Oh, and *forcing* use of the PEP 383 hack for such interfaces would
really be the Wrong Thing. Byte sequences are the natural (and most
efficient, and least prone to misunderstandings) way to store filenames
on a posix-like. Storing them as unicode-except-not-really is an
acceptable hack for interfaces that need to standardize on strings for
some reasons, but that really doesn't apply to these functions, and I'd
always store such filenames as bytes if I know I'm running on a posix-like.

I doubt that buffers (including bytearray) are as useful in Python for
storing file names as they are in C.

Typically, when creating a buffer, you allocate some maximum size (in C:
MAXPATH or some such), and then you fill the buffer, and null-terminate.
In Python, you can't null-terminate; instead, the buffer must have the
right size already. So I wonder: where would you get a bytearray from
that has exactly the right size for a file name that you want to access
(and where do you get the file name from)?

If it is IAGNI, then: practicality beats purity - just because we
*could* support arbitrary byte areas, it doesn't mean we should.
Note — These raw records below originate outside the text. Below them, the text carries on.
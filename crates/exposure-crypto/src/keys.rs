//! Key material and identifier newtypes.
//!
//! Secret keys (TEK, RPIK, AEMK) zeroize on drop and redact their `Debug`
//! output. Broadcast values (RPI, AEM) are public and `Copy`.

use zeroize::Zeroize;

use crate::error::{KeyKind, ValidationError};

/// Length of every symmetric key in the hierarchy.
pub const KEY_LEN: usize = 16;

/// Length of a Rolling Proximity Identifier.
pub const RPI_LEN: usize = 16;

/// Length of the metadata plaintext and its ciphertext.
pub const METADATA_LEN: usize = 4;

/// Metadata version byte: major 01, minor 00.
const METADATA_VERSION_1_0: u8 = 0b0100_0000;

fn key_from_slice(kind: KeyKind, bytes: &[u8]) -> Result<[u8; KEY_LEN], ValidationError> {
    bytes.try_into().map_err(|_| ValidationError::KeyLength {
        kind,
        expected: KEY_LEN,
        actual: bytes.len(),
    })
}

/// Temporary Exposure Key: 16 random bytes bound to one rolling period.
#[derive(Clone, PartialEq, Eq)]
pub struct TemporaryExposureKey([u8; KEY_LEN]);

impl TemporaryExposureKey {
    /// Wrap raw key bytes.
    pub const fn from_bytes(bytes: [u8; KEY_LEN]) -> Self {
        Self(bytes)
    }

    /// Parse key bytes, rejecting anything but 16 bytes.
    pub fn from_slice(bytes: &[u8]) -> Result<Self, ValidationError> {
        key_from_slice(KeyKind::Tek, bytes).map(Self)
    }

    /// Raw key bytes.
    pub fn as_bytes(&self) -> &[u8; KEY_LEN] {
        &self.0
    }
}

impl Drop for TemporaryExposureKey {
    fn drop(&mut self) {
        self.0.zeroize();
    }
}

impl std::fmt::Debug for TemporaryExposureKey {
    fn fmt(&self, f: &mut std::fmt::Formatter<'_>) -> std::fmt::Result {
        f.write_str("TemporaryExposureKey(..)")
    }
}

/// Rolling Proximity Identifier Key, derived from a TEK.
#[derive(Clone, PartialEq, Eq)]
pub struct RollingProximityIdentifierKey(pub(crate) [u8; KEY_LEN]);

impl RollingProximityIdentifierKey {
    /// Parse key bytes, rejecting anything but 16 bytes.
    pub fn from_slice(bytes: &[u8]) -> Result<Self, ValidationError> {
        key_from_slice(KeyKind::Rpik, bytes).map(Self)
    }

    /// Raw key bytes.
    pub fn as_bytes(&self) -> &[u8; KEY_LEN] {
        &self.0
    }
}

impl Drop for RollingProximityIdentifierKey {
    fn drop(&mut self) {
        self.0.zeroize();
    }
}

impl std::fmt::Debug for RollingProximityIdentifierKey {
    fn fmt(&self, f: &mut std::fmt::Formatter<'_>) -> std::fmt::Result {
        f.write_str("RollingProximityIdentifierKey(..)")
    }
}

/// Associated Encrypted Metadata Key, derived from a TEK.
#[derive(Clone, PartialEq, Eq)]
pub struct AssociatedEncryptedMetadataKey(pub(crate) [u8; KEY_LEN]);

impl AssociatedEncryptedMetadataKey {
    /// Parse key bytes, rejecting anything but 16 bytes.
    pub fn from_slice(bytes: &[u8]) -> Result<Self, ValidationError> {
        key_from_slice(KeyKind::Aemk, bytes).map(Self)
    }

    /// Raw key bytes.
    pub fn as_bytes(&self) -> &[u8; KEY_LEN] {
        &self.0
    }
}

impl Drop for AssociatedEncryptedMetadataKey {
    fn drop(&mut self) {
        self.0.zeroize();
    }
}

impl std::fmt::Debug for AssociatedEncryptedMetadataKey {
    fn fmt(&self, f: &mut std::fmt::Formatter<'_>) -> std::fmt::Result {
        f.write_str("AssociatedEncryptedMetadataKey(..)")
    }
}

/// Rolling Proximity Identifier: the 16-byte value broadcast over the radio.
#[derive(Debug, Clone, Copy, PartialEq, Eq, PartialOrd, Ord, Hash)]
pub struct RollingProximityIdentifier([u8; RPI_LEN]);

impl RollingProximityIdentifier {
    /// Wrap raw identifier bytes.
    pub const fn from_bytes(bytes: [u8; RPI_LEN]) -> Self {
        Self(bytes)
    }

    /// Raw identifier bytes.
    pub const fn as_bytes(&self) -> &[u8; RPI_LEN] {
        &self.0
    }
}

impl std::fmt::Display for RollingProximityIdentifier {
    fn fmt(&self, f: &mut std::fmt::Formatter<'_>) -> std::fmt::Result {
        for byte in &self.0 {
            write!(f, "{byte:02x}")?;
        }
        Ok(())
    }
}

/// Associated Encrypted Metadata: metadata ciphertext bound to one RPI.
#[derive(Debug, Clone, Copy, PartialEq, Eq, Hash)]
pub struct AssociatedEncryptedMetadata([u8; METADATA_LEN]);

impl AssociatedEncryptedMetadata {
    /// Wrap raw ciphertext bytes.
    pub const fn from_bytes(bytes: [u8; METADATA_LEN]) -> Self {
        Self(bytes)
    }

    /// Raw ciphertext bytes.
    pub const fn as_bytes(&self) -> &[u8; METADATA_LEN] {
        &self.0
    }
}

/// Metadata plaintext carried alongside each RPI.
///
/// Layout (LSB first):
/// - byte 0: version, bits 7:6 major, bits 5:4 minor
/// - byte 1: transmit power in dBm (signed)
/// - bytes 2-3: reserved, zero
#[derive(Debug, Clone, Copy, PartialEq, Eq)]
pub struct Metadata([u8; METADATA_LEN]);

impl Metadata {
    /// Version 1.0 metadata with the given transmit power.
    pub const fn v1(tx_power_dbm: i8) -> Self {
        Self([METADATA_VERSION_1_0, tx_power_dbm as u8, 0, 0])
    }

    /// Parse metadata bytes, rejecting anything but 4 bytes.
    pub fn from_slice(bytes: &[u8]) -> Result<Self, ValidationError> {
        bytes.try_into().map(Self).map_err(|_| ValidationError::MetadataLength {
            expected: METADATA_LEN,
            actual: bytes.len(),
        })
    }

    /// Raw plaintext bytes.
    pub const fn as_bytes(&self) -> &[u8; METADATA_LEN] {
        &self.0
    }

    /// Version byte.
    pub const fn version(&self) -> u8 {
        self.0[0]
    }

    /// Transmit power in dBm.
    pub const fn tx_power_dbm(&self) -> i8 {
        self.0[1] as i8
    }
}

impl Default for Metadata {
    fn default() -> Self {
        Self::v1(0)
    }
}
//! Fuzz target for control-plane message decoding
//!
//! Tests request and response decoding with arbitrary bytes:
//! - Length prefixes that lie about the body size
//! - Prefixes beyond the 1 MiB cap
//! - Malformed or type-confused CBOR
//!
//! The fuzzer should NEVER panic. Any message that decodes must re-encode to
//! a message that decodes to the same value.

#![no_main]

use exposure_proto::{ControlRequest, ControlResponse};
use libfuzzer_sys::fuzz_target;

fuzz_target!(|data: &[u8]| {
    if let Ok(request) = ControlRequest::decode(data) {
        let mut buf = Vec::new();
        request.encode(&mut buf).expect("decoded request must re-encode");
        assert_eq!(ControlRequest::decode(&buf).expect("re-encoded request must decode"), request);
    }

    if let Ok(response) = ControlResponse::decode(data) {
        let mut buf = Vec::new();
        response.encode(&mut buf).expect("decoded response must re-encode");
        assert_eq!(ControlResponse::decode(&buf).expect("re-encoded response must decode"), response);
    }
});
sh: I don't argue against supporting bytes (here), only against
supporting bytearray.

I briefly looked at how PyByteArray_AS_STRING() is used in other places.
A similar segfault can be provoked in long_new():

int(bytearray(b''), 10)


Then, there are a couple of places where pointer arithmetic is used with
the NULL pointer. Also, memcpy(x, NULL, 0) can occur. If I'm not
mistaken, both of these work in practice but are strictly speaking
undefined behavior.

Having the ob_bytes field be NULL for a bytearray seems like a strange 
choice;  does anyone know why bytearray was designed this way?  Is it 
mainly for ease of combination with the stringlib library?
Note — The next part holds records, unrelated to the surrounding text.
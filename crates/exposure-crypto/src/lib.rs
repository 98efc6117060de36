//! Exposure Notification Key Derivation
//!
//! Pure functions from key material to broadcast identifiers. No I/O, no
//! clocks, no randomness: callers supply the TEK and the interval number, so
//! every output is reproducible.
//!
//! # Key Hierarchy
//!
//! One random TEK is generated per rolling period (144 intervals of 10
//! minutes). Two subkeys are derived from it, and each interval's RPI and AEM
//! are derived from the subkeys.
//!
//! ```text
//! TEK (16 random bytes, one per rolling period)
//!   │
//!   ├── HKDF-SHA256 "EN-RPIK" → RPIK
//!   │                            │
//!   │                            ▼
//!   │          AES-128("EN-RPI" || 0^6 || LE32(ENIN)) → RPI (per interval)
//!   │                                                     │
//!   └── HKDF-SHA256 "EN-AEMK" → AEMK                      │ IV
//!                                │                        ▼
//!                                └──────── AES-128-CTR(metadata) → AEM
//! ```
//!
//! # Security
//!
//! Unlinkability:
//! - RPIs of different intervals are independent AES outputs
//! - Without the TEK, two RPIs cannot be tied to the same device
//!
//! Disclosure:
//! - Publishing a TEK reveals exactly one rolling period of RPIs
//! - Other periods use unrelated random TEKs
//!
//! Key hygiene:
//! - TEK, RPIK and AEMK are zeroized on drop
//! - `Debug` output of secret keys is redacted

#![forbid(unsafe_code)]
#![deny(missing_docs)]

pub mod derivation;
pub mod error;
pub mod interval;
pub mod keys;

pub use derivation::{derive_aem, derive_aemk, derive_rpi, derive_rpik};
pub use error::{KeyKind, ValidationError};
pub use interval::{
    EnIntervalNumber, INTERVAL_SECS, RETENTION_DAYS, RETENTION_INTERVALS, RETENTION_SECS,
    TEK_ROLLING_PERIOD,
};
pub use keys::{
    AssociatedEncryptedMetadata, AssociatedEncryptedMetadataKey, KEY_LEN, METADATA_LEN, Metadata,
    RPI_LEN, RollingProximityIdentifier, RollingProximityIdentifierKey, TemporaryExposureKey,
};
There does seem to be an awful lot of code that acts as though it 
expects x->ob_bytes to always be non-NULL for a valid PyByteArrayObject* 
x.  IMO, the use of pointer arithmetic with NULL pointers that Stefan 
pointed out should definitely be fixed.

The long_new problem looks like a trivial fix:  I'd fix it already, but 
given the number of other problems with this macro I'm not sure whether 
it should be fixed in Objects/longobject.c, or in the 
PyByteArray_AS_STRING macro itself.

I guess this is up to Georg and Benjamin, but I don't think 3.2 or 3.1.2 
should go out of the door with this bug present.

IMO bytearray should be fixed, for everyone else's sanity.

Here is a patch. A static empty string is used in case PyByteArray_AS_STRING() is asked on an empty bytearray, instead of returning NULL.

Another possibility would be to implement tp_new for bytearray and always allocate a new 1-byte string, but this would make the patch slightly more complicated.

(the patch also removes "nullstring", which was unused since Florent's recent patches)

The posixmodule was committed with a test in r77571 (py3k) and r77572 (3.1).

(I meant the posixmodule fix, of course)

The bytearray fix has been committed in r77573 (trunk), r77574 (2.6), r77576 (py3k), r77577 (3.1). The issue can now be closed.